Like Ontario, the Alberta Court of Appeal has not weighed in on this issue. The reported lower court show a reluctance to award interest as a disbursement where the facts do not justify it.
Smolzer v. Higenbottam, 2009 ABQB 616
In a short cost decision, the Court of Queen’s Bench of Alberta declined to award interest on expert witness fees and disbursements, noting that “the facts of Bourgoin v. Ouellette  N.B.J. No. 164 are distinguishable” and that in the present case there was not a “strong access to justice issue that would warrant an exceptional award of interest on disbursements”.36 This case implies that if there was a strong access to justice issue for a Plaintiff then interest may be recoverable as a disbursement.
Do v. Sheffer, 2010 ABQB 422
The Plaintiff sought to recover interest in the amount of $2,720.00 on a loan of $30,000.00 from a litigation funding company. He argued he was practically impecunious at the time of trial and had to borrow money in order to pay for his disbursements for the purposes of the trial. The Court declined to allow the interest recovery, noting only that there was no precedent in Albert that would allow this type of disbursement.

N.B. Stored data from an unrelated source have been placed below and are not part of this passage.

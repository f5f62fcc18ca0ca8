use clap::Parser;
use poke_llm_agent::config::{AgentConfig, LogMode};
use poke_llm_agent::{run, Opponent, RunOptions};
use std::path::{Path, PathBuf};
use tracing_subscriber::EnvFilter;

/// Play LLM-driven battles against a baseline opponent.
#[derive(Debug, Parser)]
#[command(name = "poke-llm-agent", version)]
struct Cli {
    /// Number of battles to play.
    #[arg(long, default_value_t = 1)]
    battles: usize,

    #[arg(long, default_value = "gen9randombattle")]
    format: String,

    /// Creatures per random team.
    #[arg(long, default_value_t = 6)]
    team_size: usize,

    /// JSON file with fixed `team_a` (agent) and `team_b` (opponent).
    #[arg(long)]
    teams: Option<PathBuf>,

    #[arg(long, default_value_t = 0)]
    seed: u64,

    #[arg(long, value_enum, default_value_t = Opponent::Random)]
    opponent: Opponent,

    /// Battles played in parallel.
    #[arg(long, default_value_t = 1)]
    concurrency: usize,

    /// Print prompts and raw model output (with `--log-mode full`).
    #[arg(long)]
    debug_llm: bool,

    #[arg(long, value_enum, env = "LLM_LOG_MODE")]
    log_mode: Option<LogMode>,

    /// Keep HTTP library logs at warn.
    #[arg(long)]
    quiet_lib_logs: bool,

    #[arg(long, env = "LLM_TRACE_FILE")]
    trace_file: Option<PathBuf>,

    #[arg(long, env = "OPENAI_MODEL")]
    model: Option<String>,

    /// Stream the first battle's protocol log to stdout.
    #[arg(long)]
    spectate: bool,

    /// Write one protocol log per battle into this directory.
    #[arg(long)]
    replay_dir: Option<PathBuf>,

    /// Open the first replay when done (implies a replay directory).
    #[arg(long)]
    open: bool,
}

fn init_tracing(log_mode: LogMode, quiet_lib_logs: bool) {
    let mut filter = EnvFilter::try_from_default_env()
        .unwrap_or_else(|_| EnvFilter::new(log_mode.default_directive()));
    if quiet_lib_logs {
        for directive in ["reqwest=warn", "hyper=warn", "hyper_util=warn", "rustls=warn"] {
            if let Ok(directive) = directive.parse() {
                filter = filter.add_directive(directive);
            }
        }
    }
    tracing_subscriber::fmt()
        .with_env_filter(filter)
        .with_writer(std::io::stderr)
        .with_target(false)
        .init();
}

fn open_in_viewer(path: &Path) -> std::io::Result<()> {
    let opener = if cfg!(target_os = "macos") {
        "open"
    } else if cfg!(target_os = "windows") {
        "explorer"
    } else {
        "xdg-open"
    };
    std::process::Command::new(opener).arg(path).spawn().map(|_| ())
}

fn main() -> anyhow::Result<()> {
    dotenvy::dotenv().ok();
    let cli = Cli::parse();
    let config = AgentConfig::from_env()?;
    let log_mode = cli.log_mode.unwrap_or(config.log_mode);
    init_tracing(log_mode, cli.quiet_lib_logs);

    let replay_dir = match (&cli.replay_dir, cli.open) {
        (Some(dir), _) => Some(dir.clone()),
        (None, true) => Some(PathBuf::from("replays")),
        (None, false) => None,
    };
    let opts = RunOptions {
        battles: cli.battles,
        format: cli.format,
        team_size: cli.team_size,
        teams_path: cli.teams,
        seed: cli.seed,
        opponent: cli.opponent,
        concurrency: cli.concurrency,
        debug_llm: cli.debug_llm,
        log_mode: Some(log_mode),
        trace_file: cli.trace_file,
        model: cli.model,
        spectate: cli.spectate,
        replay_dir,
    };
    let report = run(opts, config)?;

    println!("LLM won {} / lost {} / tied {}", report.wins, report.losses, report.ties);
    println!(
        "Decisions: {} ok, {} fallback, {} error",
        report.decisions.ok, report.decisions.fallback, report.decisions.error
    );
    if cli.open {
        if let Some(path) = report.first_replay() {
            if let Err(err) = open_in_viewer(path) {
                tracing::warn!(path = %path.display(), %err, "could not open replay");
            }
        }
    }
    Ok(())
}
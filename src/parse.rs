//! Decoding and validation of the model's free-form reply.
//!
//! The reply must contain a JSON object `{"action": "move"|"switch", "index": <int>}`.
//! Anything else is a [`ParseFailure`]; nothing is coerced.

use crate::action::{Action, ActionKind};
use crate::state::TurnState;
use serde_json::{Map, Value};
use thiserror::Error;

#[derive(Debug, Clone, PartialEq, Eq, Error)]
pub enum ParseFailure {
    #[error("no_json_object_found")]
    NoJsonObject,

    #[error("bad_action:{0}")]
    BadAction(String),

    #[error("index_missing")]
    MissingIndex,

    #[error("index_not_int")]
    IndexNotInteger,

    #[error("index_out_of_range_{kind}: {index} not in 0..{len}")]
    IndexOutOfRange { kind: ActionKind, index: i64, len: usize },

    #[error("must_switch")]
    MustSwitch,
}

/// A rejected reply together with whatever JSON object was recovered from it.
#[derive(Debug, Clone, PartialEq)]
pub struct Rejected {
    pub failure: ParseFailure,
    pub parsed: Option<Value>,
}

/// Successful decode; `parsed` is the raw object kept for the trace.
#[derive(Debug, Clone, PartialEq)]
pub struct Accepted {
    pub action: Action,
    pub parsed: Value,
}

/// First JSON object in `text`: the whole text if it is one, otherwise the first balanced
/// `{...}` span that decodes to an object.
pub fn extract_json(text: &str) -> Result<Map<String, Value>, ParseFailure> {
    let text = text.trim();
    if let Ok(Value::Object(obj)) = serde_json::from_str::<Value>(text) {
        return Ok(obj);
    }

    let bytes = text.as_bytes();
    for (start, _) in text.match_indices('{') {
        let Some(end) = matching_brace(bytes, start) else {
            continue;
        };
        if let Ok(Value::Object(obj)) = serde_json::from_str::<Value>(&text[start..=end]) {
            return Ok(obj);
        }
    }
    Err(ParseFailure::NoJsonObject)
}

/// Byte offset of the `}` closing the `{` at `start`, skipping braces inside string literals.
fn matching_brace(bytes: &[u8], start: usize) -> Option<usize> {
    let mut depth = 0usize;
    let mut in_string = false;
    let mut escaped = false;
    for (offset, &b) in bytes[start..].iter().enumerate() {
        if in_string {
            match b {
                _ if escaped => escaped = false,
                b'\\' => escaped = true,
                b'"' => in_string = false,
                _ => {}
            }
            continue;
        }
        match b {
            b'"' => in_string = true,
            b'{' => depth += 1,
            b'}' => {
                depth -= 1;
                if depth == 0 {
                    return Some(start + offset);
                }
            }
            _ => {}
        }
    }
    None
}

/// Checks a decoded object against the options offered this turn.
pub fn validate(obj: &Map<String, Value>, state: &TurnState) -> Result<Action, ParseFailure> {
    let kind = match obj.get("action") {
        Some(Value::String(s)) => {
            ActionKind::from_wire(s).ok_or_else(|| ParseFailure::BadAction(s.clone()))?
        }
        Some(other) => return Err(ParseFailure::BadAction(other.to_string())),
        None => return Err(ParseFailure::BadAction("missing".to_string())),
    };
    let index = match obj.get("index") {
        None | Some(Value::Null) => return Err(ParseFailure::MissingIndex),
        Some(Value::Number(n)) => n.as_i64().ok_or(ParseFailure::IndexNotInteger)?,
        Some(_) => return Err(ParseFailure::IndexNotInteger),
    };
    if state.force_switch && kind == ActionKind::Move {
        return Err(ParseFailure::MustSwitch);
    }
    let len = state.option_count(kind);
    if index < 0 || index as u64 >= len as u64 {
        return Err(ParseFailure::IndexOutOfRange { kind, index, len });
    }

    let mut action = Action::new(kind, index as usize);
    if let Some(Value::String(reason)) = obj.get("reason") {
        action.reason = Some(reason.clone());
    }
    Ok(action)
}

pub fn parse_response(raw: &str, state: &TurnState) -> Result<Accepted, Rejected> {
    let obj = extract_json(raw).map_err(|failure| Rejected { failure, parsed: None })?;
    match validate(&obj, state) {
        Ok(action) => Ok(Accepted {
            action,
            parsed: Value::Object(obj),
        }),
        Err(failure) => Err(Rejected {
            failure,
            parsed: Some(Value::Object(obj)),
        }),
    }
}

#[cfg(test)]
mod tests {
    use super::*;

    #[test]
    fn extracts_from_code_fence() {
        let raw = "Sure!\n```json\n{\"action\": \"move\", \"index\": 2}\n```";
        let obj = extract_json(raw).unwrap();
        assert_eq!(obj["index"], 2);
    }

    #[test]
    fn skips_braces_inside_strings() {
        let raw = r#"note {"reason": "use } carefully", "action": "switch", "index": 0} tail"#;
        let obj = extract_json(raw).unwrap();
        assert_eq!(obj["action"], "switch");
    }

    #[test]
    fn skips_spans_that_are_not_json() {
        let raw = "{not json} then {\"action\":\"move\",\"index\":1}";
        let obj = extract_json(raw).unwrap();
        assert_eq!(obj["index"], 1);
    }

    #[test]
    fn array_is_not_an_object() {
        assert_eq!(extract_json("[1, 2]"), Err(ParseFailure::NoJsonObject));
        assert_eq!(extract_json("MOVE 1"), Err(ParseFailure::NoJsonObject));
        assert_eq!(extract_json("{\"action\": \"move\""), Err(ParseFailure::NoJsonObject));
    }
}
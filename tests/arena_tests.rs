use poke_llm_agent::agent::AgentSettings;
use poke_llm_agent::arena::{run_arena, run_battle, AgentSetup, ArenaOptions, Opponent};
use poke_llm_agent::battle::{Battle, BattleResult};
use poke_llm_agent::model::Pokemon;
use poke_llm_agent::player::RandomPlayer;
use poke_llm_agent::teams::load_teams;
use poke_llm_agent::trace::{read_records, TraceLogger};
use std::sync::Arc;

fn offline_agent(trace: TraceLogger) -> AgentSetup {
    AgentSetup {
        client: None,
        trace: Arc::new(trace),
        settings: AgentSettings::default(),
    }
}

#[test]
fn runs_every_battle_and_writes_replays() {
    let dir = tempfile::tempdir().unwrap();
    let trace_path = dir.path().join("trace.jsonl");
    let agent = offline_agent(TraceLogger::to_file(&trace_path));
    let opts = ArenaOptions {
        battles: 4,
        team_size: 2,
        seed: 42,
        concurrency: 2,
        replay_dir: Some(dir.path().join("replays")),
        ..ArenaOptions::default()
    };

    let report = run_arena(&opts, &agent).unwrap();
    assert_eq!(report.wins + report.losses + report.ties, 4);
    assert_eq!(report.battles.len(), 4);
    assert_eq!(report.decisions.error, report.decisions.total());

    let tags: Vec<&str> = report.battles.iter().map(|b| b.tag.as_str()).collect();
    assert_eq!(
        tags,
        vec![
            "battle-gen9randombattle-1",
            "battle-gen9randombattle-2",
            "battle-gen9randombattle-3",
            "battle-gen9randombattle-4"
        ]
    );
    for outcome in &report.battles {
        let replay = std::fs::read_to_string(outcome.replay.as_ref().unwrap()).unwrap();
        assert!(replay.starts_with(&format!("|init|battle|{}", outcome.tag)));
        assert!(replay.contains("|player|p1|LLM"));
    }
    assert_eq!(
        report.first_replay(),
        report.battles[0].replay.as_ref()
    );

    let records = read_records(&trace_path).unwrap();
    assert_eq!(records.len() as u32, report.decisions.total());
}

#[test]
fn same_seed_gives_the_same_results() {
    let opts = ArenaOptions {
        battles: 3,
        team_size: 3,
        seed: 7,
        opponent: Opponent::MaxDamage,
        ..ArenaOptions::default()
    };
    let run = || {
        let report = run_arena(&opts, &offline_agent(TraceLogger::disabled())).unwrap();
        report
            .battles
            .iter()
            .map(|b| (b.result, b.turns))
            .collect::<Vec<_>>()
    };
    assert_eq!(run(), run());
}

#[test]
fn zero_battles_is_an_error() {
    let opts = ArenaOptions {
        battles: 0,
        ..ArenaOptions::default()
    };
    assert!(run_arena(&opts, &offline_agent(TraceLogger::disabled())).is_err());
}

#[test]
fn teams_file_is_loaded_and_validated() {
    let dir = tempfile::tempdir().unwrap();
    let path = dir.path().join("teams.json");
    let mon = r#"{"name":"Garchomp","types":["dragon","ground"],
        "stats":{"hp":183,"atk":150,"def":115,"spa":100,"spd":105,"spe":122},
        "moves":[{"name":"Earthquake","type":"ground","category":"physical","power":100}]}"#;
    std::fs::write(&path, format!(r#"{{"teamA":[{mon}],"teamB":[{mon},{mon}]}}"#)).unwrap();

    let teams = load_teams(&path).unwrap();
    assert_eq!(teams.team_a.len(), 1);
    assert_eq!(teams.team_b.len(), 2);
    assert_eq!(teams.team_a[0].moves[0].accuracy, 100.0);

    std::fs::write(&path, r#"{"teamA":[],"teamB":[]}"#).unwrap();
    assert!(load_teams(&path).is_err());
}

fn garchomp(hp: u32) -> String {
    format!(
        r#"{{"name":"Garchomp","types":["dragon","ground"],
        "stats":{{"hp":{hp},"atk":150,"def":115,"spa":100,"spd":105,"spe":122}},
        "moves":[{{"name":"Earthquake","type":"ground","category":"physical","power":100}}]}}"#
    )
}

#[test]
fn teams_file_with_a_fainted_member_is_rejected() {
    let dir = tempfile::tempdir().unwrap();
    let path = dir.path().join("teams.json");
    std::fs::write(
        &path,
        format!(r#"{{"teamA":[{}],"teamB":[{}]}}"#, garchomp(0), garchomp(183)),
    )
    .unwrap();
    let err = load_teams(&path).unwrap_err();
    assert!(err.to_string().contains("0 hp"));
}

#[test]
fn battle_with_no_healthy_creature_ends_before_turn_one() {
    let fainted: Pokemon = serde_json::from_str(&garchomp(0)).unwrap();
    let healthy: Pokemon = serde_json::from_str(&garchomp(183)).unwrap();
    let mut battle = Battle::new("battle-custom-1", "custom", &[fainted], &[healthy], 1).unwrap();
    assert_eq!(battle.result(), Some(BattleResult::BWins));

    let mut a = RandomPlayer::new("A", 1);
    let mut b = RandomPlayer::new("B", 2);
    let result = run_battle(&mut battle, &mut a, &mut b, None).unwrap();
    assert_eq!(result, BattleResult::BWins);
    assert_eq!(battle.turn(), 0);
}

struct BrokenPipe;

impl std::io::Write for BrokenPipe {
    fn write(&mut self, _buf: &[u8]) -> std::io::Result<usize> {
        Err(std::io::ErrorKind::BrokenPipe.into())
    }

    fn flush(&mut self) -> std::io::Result<()> {
        Ok(())
    }
}

#[test]
fn failing_spectator_does_not_stop_the_battle() {
    let mon: Pokemon = serde_json::from_str(&garchomp(183)).unwrap();
    let mut battle = Battle::new("battle-custom-2", "custom", &[mon.clone()], &[mon], 4).unwrap();
    let mut a = RandomPlayer::new("A", 3);
    let mut b = RandomPlayer::new("B", 4);
    let mut out = BrokenPipe;

    let result = run_battle(&mut battle, &mut a, &mut b, Some(&mut out)).unwrap();
    assert_eq!(battle.result(), Some(result));
    assert!(battle.turn() > 0);
}
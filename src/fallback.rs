//! Deterministic replacement action used whenever the model's choice is unusable.

use crate::action::{Action, ActionKind};
use crate::state::{CreatureSummary, MoveRow, TurnState};
use crate::types::type_effectiveness;

pub const STAB_BONUS: f32 = 1.5;

/// `base_power × accuracy × STAB × type effectiveness` against the visible opponent.
/// Status moves score 0; an opponent with unknown types takes neutral damage.
pub fn expected_damage(row: &MoveRow, opponent: &CreatureSummary) -> f32 {
    if row.category == "STATUS" {
        return 0.0;
    }
    let stab = if row.is_stab { STAB_BONUS } else { 1.0 };
    row.base_power as f32
        * row.accuracy.clamp(0.0, 1.0)
        * stab
        * type_effectiveness(row.move_type, &opponent.types)
}

/// Index of the highest-scoring move; ties go to the first listed.
pub fn best_move(state: &TurnState) -> Option<(usize, f32)> {
    state.moves().fold(None, |best, row| {
        let score = expected_damage(row, &state.opp_active);
        match best {
            Some((_, top)) if score <= top => best,
            _ => Some((row.index, score)),
        }
    })
}

/// Never fails: every branch yields an action, and the action is in bounds whenever the
/// state offers at least one option.
pub fn select(state: &TurnState) -> Action {
    let has_switch = state.switches().next().is_some();
    if state.force_switch && has_switch {
        return Action::new(ActionKind::Switch, 0).with_reason("fallback:force_switch");
    }
    if let Some((index, score)) = best_move(state) {
        let reason = if score > 0.0 {
            "fallback:expected-damage"
        } else {
            "fallback:first-move"
        };
        return Action::new(ActionKind::Move, index).with_reason(reason);
    }
    if has_switch {
        return Action::new(ActionKind::Switch, 0).with_reason("fallback:first-switch");
    }
    Action::new(ActionKind::Move, 0).with_reason("fallback:default")
}
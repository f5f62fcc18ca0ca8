//! The simulator boundary: a side receives its [`BattleView`] and submits a [`Choice`].

use crate::battle::{BattleView, Choice};
use crate::fallback;
use crate::state::summarize;
use rand::rngs::SmallRng;
use rand::seq::SliceRandom;
use rand::SeedableRng;

pub trait Player {
    fn name(&self) -> &str;

    /// Called once per request. The returned choice should be one of `view.legal_choices()`;
    /// the driver substitutes the fallback action otherwise.
    fn choose(&mut self, view: &BattleView) -> Choice;
}

/// Uniform over every legal order, the baseline the agent is measured against.
pub struct RandomPlayer {
    name: String,
    rng: SmallRng,
}

impl RandomPlayer {
    pub fn new(name: impl Into<String>, seed: u64) -> Self {
        Self {
            name: name.into(),
            rng: SmallRng::seed_from_u64(seed),
        }
    }
}

impl Player for RandomPlayer {
    fn name(&self) -> &str {
        &self.name
    }

    fn choose(&mut self, view: &BattleView) -> Choice {
        let choices = view.legal_choices();
        *choices.choose(&mut self.rng).unwrap_or(&Choice::Move(0))
    }
}

/// Always plays the highest-expected-damage option.
pub struct MaxDamagePlayer {
    name: String,
}

impl MaxDamagePlayer {
    pub fn new(name: impl Into<String>) -> Self {
        Self { name: name.into() }
    }
}

impl Player for MaxDamagePlayer {
    fn name(&self) -> &str {
        &self.name
    }

    fn choose(&mut self, view: &BattleView) -> Choice {
        fallback::select(&summarize(view)).to_choice()
    }
}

However, in this case, there was “also little or no evidence” before the court with respect to the “appropriateness or necessity of the loan”. The Plaintiff had purchased a new motor vehicle during the litigation and the Court noted that it was not likely he was impecunious throughout the litigation. Also in this matter, interest components had already been added to various heads of damages awarded in favour of the Plaintiff, particularly for “Past Loss of Income” and held that litigation loan interest would represent double compensation. Also, the Court opined, without analysis that “the Rules of Court do not contemplate this type of disbursement”. 37
321665 Alberta Ltd. v. ExxonMobil Canada Ltd., 2012 ABQB 76
The Plaintiff in this action based on the Competition Act R.S.C. 1985 c. C-34, sought recovery of interest incurred on a litigation loan. The Plaintiff argued that as it was put out of business by the action of the Defendants it should be allowed to claim the cost of money borrowed to finance the litigation. Without any analysis the Court simply stated “In Davidson v. Patten 2005 ABQB 521 at para. 51 and Do v Sheffer at para.16 it was held that these types of expenses are not recoverable”. The Court dismissed the claim for litigation loan expenses without further reasons. In Davidson v. Patten there was no mention of any litigation loan taken out by the Plaintiff and the Court did not provide any analysis of the issue either, simply stating that:
Interest to finance a litigant’s expenses during a suit is not recoverable as party and party costs. . . However, interest is awarded on costs from the date when a party becomes entitled to them. The Plaintiff will have interest on costs, at the post-judgement interest rate, from the date of judgement to the date costs are paid. 38
Without analysis or information on any litigation loan taken out by the Plaintiff in Davidson it is hard to understand on what basis the Court determined that it was not a recoverable expense, or why the Court in 321665 Alberta Ltd. v. ExxonMobil Canada Ltd. found Davidson to be persuasive authority.